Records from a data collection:

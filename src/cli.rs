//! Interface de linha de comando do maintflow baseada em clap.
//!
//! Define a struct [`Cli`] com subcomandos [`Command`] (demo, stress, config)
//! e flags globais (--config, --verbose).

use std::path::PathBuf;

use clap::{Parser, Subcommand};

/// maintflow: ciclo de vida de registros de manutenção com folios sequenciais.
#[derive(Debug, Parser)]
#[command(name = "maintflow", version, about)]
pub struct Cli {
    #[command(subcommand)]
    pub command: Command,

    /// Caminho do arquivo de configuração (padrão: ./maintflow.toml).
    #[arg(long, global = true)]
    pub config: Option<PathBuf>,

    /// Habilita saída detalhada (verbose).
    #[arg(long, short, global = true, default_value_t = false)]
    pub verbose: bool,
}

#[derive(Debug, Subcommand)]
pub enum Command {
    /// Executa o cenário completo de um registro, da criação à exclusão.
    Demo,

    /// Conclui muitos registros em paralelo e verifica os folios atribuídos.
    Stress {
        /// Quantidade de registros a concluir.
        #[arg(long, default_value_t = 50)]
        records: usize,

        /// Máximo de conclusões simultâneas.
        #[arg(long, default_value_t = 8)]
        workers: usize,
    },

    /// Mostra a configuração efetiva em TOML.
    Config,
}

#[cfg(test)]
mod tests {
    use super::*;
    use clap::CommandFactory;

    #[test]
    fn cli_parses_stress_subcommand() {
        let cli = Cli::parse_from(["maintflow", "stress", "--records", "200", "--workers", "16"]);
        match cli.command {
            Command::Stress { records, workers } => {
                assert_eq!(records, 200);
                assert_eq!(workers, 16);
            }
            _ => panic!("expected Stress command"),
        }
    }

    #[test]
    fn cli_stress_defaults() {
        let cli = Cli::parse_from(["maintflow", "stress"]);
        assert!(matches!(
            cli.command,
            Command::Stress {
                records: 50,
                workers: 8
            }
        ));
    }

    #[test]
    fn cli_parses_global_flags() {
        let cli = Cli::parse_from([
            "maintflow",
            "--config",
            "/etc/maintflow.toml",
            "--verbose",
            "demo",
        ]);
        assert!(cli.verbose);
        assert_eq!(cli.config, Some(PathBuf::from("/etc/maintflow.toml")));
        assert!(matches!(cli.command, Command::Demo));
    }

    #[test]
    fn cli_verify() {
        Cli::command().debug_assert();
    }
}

---

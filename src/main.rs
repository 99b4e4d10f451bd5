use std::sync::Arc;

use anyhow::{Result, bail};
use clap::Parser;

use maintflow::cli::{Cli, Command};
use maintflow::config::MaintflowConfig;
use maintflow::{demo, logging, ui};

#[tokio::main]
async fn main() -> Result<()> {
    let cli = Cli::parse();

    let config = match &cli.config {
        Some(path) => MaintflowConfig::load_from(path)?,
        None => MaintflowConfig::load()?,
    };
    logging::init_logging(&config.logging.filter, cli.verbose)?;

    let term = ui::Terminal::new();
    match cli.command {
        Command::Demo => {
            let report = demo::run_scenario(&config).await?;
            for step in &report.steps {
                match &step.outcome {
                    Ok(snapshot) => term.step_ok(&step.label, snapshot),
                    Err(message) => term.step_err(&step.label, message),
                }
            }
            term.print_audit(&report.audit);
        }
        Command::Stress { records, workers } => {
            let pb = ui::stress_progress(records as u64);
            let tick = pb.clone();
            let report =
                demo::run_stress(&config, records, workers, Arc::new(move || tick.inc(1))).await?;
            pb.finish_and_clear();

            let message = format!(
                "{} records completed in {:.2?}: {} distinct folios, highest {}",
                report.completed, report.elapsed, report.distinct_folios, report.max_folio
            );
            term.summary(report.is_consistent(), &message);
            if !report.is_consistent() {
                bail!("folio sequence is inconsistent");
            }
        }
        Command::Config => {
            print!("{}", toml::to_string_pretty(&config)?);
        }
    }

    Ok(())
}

Try it: Please go through the data above and copy each line that has the word "clap".

Answer to this problem:
//! Interface de linha de comando do maintflow baseada em clap.
use clap::{Parser, Subcommand};
    use clap::CommandFactory;
use clap::Parser;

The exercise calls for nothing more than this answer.